To his critics, Mayor Bloomberg's initiatives aimed at decreasing smoking, increasing active lifestyles, and tackling obesity add up to the creation of a "Nanny State". A new article challenges the critics by framing him as a public health pioneer.
A vote this week to raise the legal age to purchase tobacco from 18 to 21 in New York City is the latest (and perhaps last) in a long list of initiatives advanced by Mayor Michael Bloomberg to improve public health.
"Every one of these tactics has been hotly contested, along some common themes," writes Emily Badger. "The science is inconclusive. The city is infringing on personal freedom. Bloomberg himself has become an excessive meddler. His initiatives open the door to even greater government intrusion. And these reforms trample the rights not just of residents and consumers and low-income minority communities, but also of the companies that sell products to them."

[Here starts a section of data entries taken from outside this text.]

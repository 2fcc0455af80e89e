//! Inbound port. UI (adapter) calls into the application.

use crate::domain::DomainError;

/// Input port: UI/CLI drives the application use cases.
#[async_trait::async_trait]
pub trait InputPort: Send + Sync {
    /// Run the interactive main menu until the user exits.
    async fn run(&self) -> Result<(), DomainError>;
}
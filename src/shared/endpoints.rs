//! Backend URL construction. Path segments are percent-encoded.

use crate::domain::DomainError;
use reqwest::Url;

pub fn parse_backend_url(backend_url: &str) -> Result<Url, DomainError> {
    let url = Url::parse(backend_url)
        .map_err(|e| DomainError::Validation(format!("invalid backend url '{}': {}", backend_url, e)))?;
    if url.cannot_be_a_base() {
        return Err(DomainError::Validation(format!(
            "backend url '{}' cannot carry a path",
            backend_url
        )));
    }
    Ok(url)
}

/// Appends `segments` to the base path, e.g. `["chats", "7"]` -> `/chats/7`.
pub fn endpoint(base: &Url, segments: &[&str]) -> Url {
    let mut url = base.clone();
    if let Ok(mut path) = url.path_segments_mut() {
        path.pop_if_empty().extend(segments);
    }
    url
}

/// `{backend}/ws/chat/{course_id}` with `http` -> `ws` and `https` -> `wss`.
pub fn chat_socket_url(backend_url: &str, course_id: &str) -> Result<String, DomainError> {
    let base = parse_backend_url(backend_url)?;
    let mut url = endpoint(&base, &["ws", "chat", course_id]);
    let scheme = match url.scheme() {
        "http" | "ws" => "ws",
        "https" | "wss" => "wss",
        other => {
            return Err(DomainError::Validation(format!(
                "unsupported backend scheme '{}'",
                other
            )));
        }
    };
    url.set_scheme(scheme)
        .map_err(|_| DomainError::Validation(format!("cannot switch scheme to {}", scheme)))?;
    Ok(url.to_string())
}
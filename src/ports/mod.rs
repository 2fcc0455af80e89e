//! Port traits. API boundaries for the hexagon.
//!
//! - Inbound: Called by UI/adapter into the application
//! - Outbound: Called by application into infrastructure
//! - Transport: Streaming chat connection

pub mod inbound;
pub mod outbound;
pub mod transport;

pub use inbound::InputPort;
pub use outbound::{BackendPort, FileFetcher, MaterialStore, SettingsStore};
pub use transport::{FrameSink, FrameStream, TransportConnector};
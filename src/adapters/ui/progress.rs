//! indicatif bars for the import pipeline and the chat status spinner.

use crate::usecases::SyncProgress;
use indicatif::{ProgressBar, ProgressStyle};
use std::time::Duration;

const BAR_TEMPLATE: &str = "{spinner:.cyan} [{bar:30.cyan/blue}] {pos}/{len} {msg}";
const SPINNER_TEMPLATE: &str = "{spinner:.yellow} {msg}";

pub fn status_spinner(message: impl Into<String>) -> ProgressBar {
    let pb = ProgressBar::new_spinner();
    pb.set_style(
        ProgressStyle::with_template(SPINNER_TEMPLATE)
            .unwrap_or_else(|_| ProgressStyle::default_spinner()),
    );
    pb.set_message(message.into());
    pb.enable_steady_tick(Duration::from_millis(100));
    pb
}

/// Renders `SyncProgress` events. The bar is created once the file count is known.
pub struct SyncProgressBar {
    bar: Option<ProgressBar>,
}

impl SyncProgressBar {
    pub fn new() -> Self {
        Self { bar: None }
    }

    pub fn update(&mut self, event: SyncProgress) {
        match event {
            SyncProgress::Classified { files } => {
                let pb = ProgressBar::new(files as u64);
                pb.set_style(
                    ProgressStyle::with_template(BAR_TEMPLATE)
                        .unwrap_or_else(|_| ProgressStyle::default_bar())
                        .progress_chars("=> "),
                );
                pb.set_message("downloading");
                self.bar = Some(pb);
            }
            SyncProgress::Downloaded { name, done, .. } => {
                if let Some(pb) = &self.bar {
                    pb.set_position(done as u64);
                    pb.set_message(name);
                }
            }
            SyncProgress::Uploading { files } => {
                if let Some(pb) = &self.bar {
                    pb.set_message(format!("uploading {} files", files));
                    pb.enable_steady_tick(Duration::from_millis(100));
                }
            }
            SyncProgress::Saved => self.finish(),
        }
    }

    pub fn finish(&mut self) {
        if let Some(pb) = self.bar.take() {
            pb.finish_and_clear();
        }
    }
}

impl Default for SyncProgressBar {
    fn default() -> Self {
        Self::new()
    }
}

impl Drop for SyncProgressBar {
    fn drop(&mut self) {
        self.finish();
    }
}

"Now, as a counterpoint, here is a radically different argument: Bloomberg has been a pioneer of a new kind of public health that aims at the risk factors for lifestyle-related diseases that are now a greater threat in the U.S. than infectious ones," she continues. "This is the argument of Lawrence O. Gostin, a bioethicist and Georgetown professor who's written a methodical (and well-timed) take-down of Bloomberg's critics in the Hastings Center Report, a journal on the ethical, legal and social sides of medicine and health."